## WHAT THE TASK ASKS:
Up to and including the line containing "attribute embedded at", please reproduce the lines of the listing below, starting from the top.

## AVAILABLE DATA:
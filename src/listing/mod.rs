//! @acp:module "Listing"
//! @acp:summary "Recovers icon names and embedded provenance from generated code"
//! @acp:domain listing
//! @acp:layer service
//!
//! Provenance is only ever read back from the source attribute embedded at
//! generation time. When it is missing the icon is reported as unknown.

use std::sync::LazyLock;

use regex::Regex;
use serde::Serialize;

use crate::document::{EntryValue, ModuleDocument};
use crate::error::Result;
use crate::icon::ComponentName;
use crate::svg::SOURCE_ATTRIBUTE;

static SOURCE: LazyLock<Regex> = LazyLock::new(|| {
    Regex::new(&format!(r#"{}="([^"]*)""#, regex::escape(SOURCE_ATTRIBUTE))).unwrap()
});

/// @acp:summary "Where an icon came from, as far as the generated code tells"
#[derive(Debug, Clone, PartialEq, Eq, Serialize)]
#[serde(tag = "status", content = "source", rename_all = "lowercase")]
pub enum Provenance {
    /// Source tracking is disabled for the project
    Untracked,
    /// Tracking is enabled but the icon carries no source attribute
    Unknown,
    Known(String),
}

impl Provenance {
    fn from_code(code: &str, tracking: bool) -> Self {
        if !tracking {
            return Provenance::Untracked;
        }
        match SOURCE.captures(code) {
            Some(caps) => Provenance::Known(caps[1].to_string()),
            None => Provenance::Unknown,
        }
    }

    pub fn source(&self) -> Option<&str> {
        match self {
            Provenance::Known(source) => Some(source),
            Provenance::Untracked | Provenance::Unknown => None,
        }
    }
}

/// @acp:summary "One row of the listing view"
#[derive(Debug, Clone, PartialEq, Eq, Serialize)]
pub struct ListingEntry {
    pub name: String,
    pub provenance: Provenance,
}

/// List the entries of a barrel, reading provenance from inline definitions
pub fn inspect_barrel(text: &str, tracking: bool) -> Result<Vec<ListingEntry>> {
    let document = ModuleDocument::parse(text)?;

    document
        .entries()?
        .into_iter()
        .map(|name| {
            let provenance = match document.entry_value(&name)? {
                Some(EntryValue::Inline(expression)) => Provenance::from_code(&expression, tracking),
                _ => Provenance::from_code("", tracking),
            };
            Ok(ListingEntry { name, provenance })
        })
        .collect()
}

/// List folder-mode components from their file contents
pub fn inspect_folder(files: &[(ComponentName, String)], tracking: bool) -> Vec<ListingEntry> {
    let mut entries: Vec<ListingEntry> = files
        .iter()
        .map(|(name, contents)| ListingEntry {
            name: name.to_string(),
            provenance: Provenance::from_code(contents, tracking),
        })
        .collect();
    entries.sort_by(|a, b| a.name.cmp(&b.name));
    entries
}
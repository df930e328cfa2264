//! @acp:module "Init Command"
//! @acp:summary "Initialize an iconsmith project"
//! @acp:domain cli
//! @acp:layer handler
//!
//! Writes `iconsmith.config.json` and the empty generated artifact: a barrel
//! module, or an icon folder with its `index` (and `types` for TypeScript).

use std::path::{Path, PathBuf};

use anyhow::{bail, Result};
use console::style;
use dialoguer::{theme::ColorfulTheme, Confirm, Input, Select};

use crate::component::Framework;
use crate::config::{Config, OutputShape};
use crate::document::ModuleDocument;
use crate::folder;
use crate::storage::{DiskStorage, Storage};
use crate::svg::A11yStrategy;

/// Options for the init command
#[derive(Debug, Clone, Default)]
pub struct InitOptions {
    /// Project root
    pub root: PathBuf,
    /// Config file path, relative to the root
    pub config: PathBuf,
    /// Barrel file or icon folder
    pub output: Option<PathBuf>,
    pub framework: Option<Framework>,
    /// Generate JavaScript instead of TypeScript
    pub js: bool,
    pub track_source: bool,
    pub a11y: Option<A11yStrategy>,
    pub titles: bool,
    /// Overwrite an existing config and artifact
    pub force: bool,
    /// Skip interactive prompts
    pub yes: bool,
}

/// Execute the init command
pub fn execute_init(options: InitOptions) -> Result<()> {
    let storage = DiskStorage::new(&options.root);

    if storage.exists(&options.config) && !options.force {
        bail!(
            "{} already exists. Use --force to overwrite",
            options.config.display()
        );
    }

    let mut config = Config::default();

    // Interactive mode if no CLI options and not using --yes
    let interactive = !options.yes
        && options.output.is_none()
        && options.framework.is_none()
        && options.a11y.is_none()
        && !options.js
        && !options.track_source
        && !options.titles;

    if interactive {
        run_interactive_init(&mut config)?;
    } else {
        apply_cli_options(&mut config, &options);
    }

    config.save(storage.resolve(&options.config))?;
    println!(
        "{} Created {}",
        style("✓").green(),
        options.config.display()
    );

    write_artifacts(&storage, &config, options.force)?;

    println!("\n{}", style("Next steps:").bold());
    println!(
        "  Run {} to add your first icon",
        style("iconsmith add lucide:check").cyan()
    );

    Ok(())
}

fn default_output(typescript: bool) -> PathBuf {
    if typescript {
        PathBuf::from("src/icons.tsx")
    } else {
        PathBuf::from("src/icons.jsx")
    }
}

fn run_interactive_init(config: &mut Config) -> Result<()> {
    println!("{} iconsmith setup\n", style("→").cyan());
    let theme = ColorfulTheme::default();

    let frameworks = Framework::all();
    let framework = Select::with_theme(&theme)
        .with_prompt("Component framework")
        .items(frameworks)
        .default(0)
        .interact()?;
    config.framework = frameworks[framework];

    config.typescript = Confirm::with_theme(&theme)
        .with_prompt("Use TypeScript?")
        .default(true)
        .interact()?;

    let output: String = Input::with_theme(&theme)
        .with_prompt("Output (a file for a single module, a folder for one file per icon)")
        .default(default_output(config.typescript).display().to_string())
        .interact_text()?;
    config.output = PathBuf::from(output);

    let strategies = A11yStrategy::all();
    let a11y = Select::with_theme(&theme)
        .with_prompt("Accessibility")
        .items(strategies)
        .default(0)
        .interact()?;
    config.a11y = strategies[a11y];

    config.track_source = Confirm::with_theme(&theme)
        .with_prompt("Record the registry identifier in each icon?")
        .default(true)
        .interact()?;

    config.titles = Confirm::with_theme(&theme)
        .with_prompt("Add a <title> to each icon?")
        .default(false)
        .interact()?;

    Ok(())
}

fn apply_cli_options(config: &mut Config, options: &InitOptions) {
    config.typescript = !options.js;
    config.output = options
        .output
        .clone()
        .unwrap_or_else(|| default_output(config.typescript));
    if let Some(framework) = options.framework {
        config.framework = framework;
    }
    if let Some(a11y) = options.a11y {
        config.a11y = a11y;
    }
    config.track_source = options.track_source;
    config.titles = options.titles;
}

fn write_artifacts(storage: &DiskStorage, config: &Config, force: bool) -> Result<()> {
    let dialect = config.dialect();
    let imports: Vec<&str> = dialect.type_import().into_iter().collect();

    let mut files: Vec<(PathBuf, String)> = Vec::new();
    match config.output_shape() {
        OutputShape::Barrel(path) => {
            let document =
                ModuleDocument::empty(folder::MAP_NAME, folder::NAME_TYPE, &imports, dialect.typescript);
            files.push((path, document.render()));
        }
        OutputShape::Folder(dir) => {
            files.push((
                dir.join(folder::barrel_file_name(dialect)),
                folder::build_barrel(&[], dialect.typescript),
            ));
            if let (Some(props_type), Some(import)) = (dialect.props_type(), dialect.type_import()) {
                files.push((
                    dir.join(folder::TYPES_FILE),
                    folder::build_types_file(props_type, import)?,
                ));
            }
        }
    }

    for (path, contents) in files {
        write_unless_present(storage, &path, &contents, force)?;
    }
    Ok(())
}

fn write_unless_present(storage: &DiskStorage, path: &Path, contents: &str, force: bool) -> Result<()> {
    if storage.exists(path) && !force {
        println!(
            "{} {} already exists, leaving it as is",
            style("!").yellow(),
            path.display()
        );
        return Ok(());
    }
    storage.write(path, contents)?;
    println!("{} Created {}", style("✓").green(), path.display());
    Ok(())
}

## RESULT FOR THIS EXERCISE:
filename src/listing/mod.rs
//! @acp:module "Listing"
//! @acp:summary "Recovers icon names and embedded provenance from generated code"
//! @acp:domain listing
//! @acp:layer service
//!
//! Provenance is only ever read back from the source attribute embedded at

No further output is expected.